== Supplied data
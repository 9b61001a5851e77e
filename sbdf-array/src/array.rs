use std::fmt::{Display, Formatter};

use num_enum::{IntoPrimitive, TryFromPrimitive};
use sbdf_dtype::ValueType;
use sbdf_error::{SbdfResult, sbdf_bail, sbdf_err};

use crate::bitarray::BitArray;
use crate::runlength::RunLengthArray;
use crate::values::Values;

/// The encodings a [`ValueArray`] can be stored in. The discriminant is the wire id.
#[derive(Debug, Clone, Copy, PartialEq, Eq, Hash, IntoPrimitive, TryFromPrimitive)]
#[cfg_attr(feature = "serde", derive(serde::Serialize, serde::Deserialize))]
#[repr(u8)]
pub enum ValueArrayEncoding {
    /// Every element stored as is.
    Plain = 0x01,
    /// Runs of equal elements stored once with a repeat count.
    RunLength = 0x02,
    /// Booleans packed one per bit. Only legal for [`ValueType::Bool`].
    BitArray = 0x03,
}

impl ValueArrayEncoding {
    /// The id of this encoding on the wire.
    pub fn id(self) -> u8 {
        self.into()
    }

    /// Parse a wire id, failing with `UnknownValueArrayEncoding` for unknown ids.
    pub fn from_id(id: u8) -> SbdfResult<Self> {
        Self::try_from(id)
            .map_err(|_| sbdf_err!(UnknownValueArrayEncoding: "unknown value array encoding 0x{:02x}", id))
    }

    /// Whether values of `value_type` may be stored in this encoding.
    pub fn supports(self, value_type: ValueType) -> bool {
        match self {
            ValueArrayEncoding::Plain | ValueArrayEncoding::RunLength => true,
            ValueArrayEncoding::BitArray => value_type == ValueType::Bool,
        }
    }
}

impl Display for ValueArrayEncoding {
    fn fmt(&self, f: &mut Formatter<'_>) -> std::fmt::Result {
        f.write_str(match self {
            ValueArrayEncoding::Plain => "plain",
            ValueArrayEncoding::RunLength => "run-length",
            ValueArrayEncoding::BitArray => "bit-array",
        })
    }
}

/// An encoded sequence of values, as stored in a column slice.
#[derive(Debug, Clone, PartialEq, Eq)]
pub enum ValueArray {
    /// Every element stored as is.
    Plain(Values),
    /// Runs of equal elements.
    RunLength(RunLengthArray),
    /// Packed booleans.
    BitArray(BitArray),
}

impl ValueArray {
    /// Encode `values` with `encoding`.
    ///
    /// Fails with `ValueTypesMustBeEqual` when the encoding does not support the value type.
    pub fn encode(values: &Values, encoding: ValueArrayEncoding) -> SbdfResult<Self> {
        if !encoding.supports(values.value_type()) {
            sbdf_bail!(
                ValueTypesMustBeEqual: "{} encoding cannot hold {} values",
                encoding,
                values.value_type()
            );
        }
        Ok(match encoding {
            ValueArrayEncoding::Plain => ValueArray::Plain(values.clone()),
            ValueArrayEncoding::RunLength => ValueArray::RunLength(RunLengthArray::encode(values)?),
            ValueArrayEncoding::BitArray => ValueArray::BitArray(BitArray::from_bools(&values.as_bools()?)),
        })
    }

    /// Encode with the default encoding for the type: bit-packed for Bool, plain otherwise.
    pub fn create_default(values: &Values) -> Self {
        match values.as_bools() {
            Ok(bools) => ValueArray::BitArray(BitArray::from_bools(&bools)),
            Err(_) => ValueArray::Plain(values.clone()),
        }
    }

    /// A bit-packed array of booleans, the usual shape of an invalid-row mask.
    pub fn from_bools(values: &[bool]) -> Self {
        ValueArray::BitArray(BitArray::from_bools(values))
    }

    /// Expand into one element per row.
    pub fn decode(&self) -> SbdfResult<Values> {
        match self {
            ValueArray::Plain(values) => Ok(values.clone()),
            ValueArray::RunLength(array) => array.decode(),
            ValueArray::BitArray(bits) => Ok(Values::from_bools(&bits.to_bools())),
        }
    }

    /// The number of rows, without decoding.
    pub fn row_count(&self) -> usize {
        match self {
            ValueArray::Plain(values) => values.len(),
            ValueArray::RunLength(array) => array.row_count(),
            ValueArray::BitArray(bits) => bits.len(),
        }
    }

    /// The type of the encoded elements.
    pub fn value_type(&self) -> ValueType {
        match self {
            ValueArray::Plain(values) => values.value_type(),
            ValueArray::RunLength(array) => array.values().value_type(),
            ValueArray::BitArray(_) => ValueType::Bool,
        }
    }

    /// The encoding of this array.
    pub fn encoding(&self) -> ValueArrayEncoding {
        match self {
            ValueArray::Plain(_) => ValueArrayEncoding::Plain,
            ValueArray::RunLength(_) => ValueArrayEncoding::RunLength,
            ValueArray::BitArray(_) => ValueArrayEncoding::BitArray,
        }
    }
}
====
= Exercise aim =
Every line above that has the string "stored" needs to be copied.

= The completed task =
/// The encodings a [`ValueArray`] can be stored in. The discriminant is the wire id.
    /// Every element stored as is.
    /// Runs of equal elements stored once with a repeat count.
    /// Whether values of `value_type` may be stored in this encoding.
/// An encoded sequence of values, as stored in a column slice.
    /// Every element stored as is.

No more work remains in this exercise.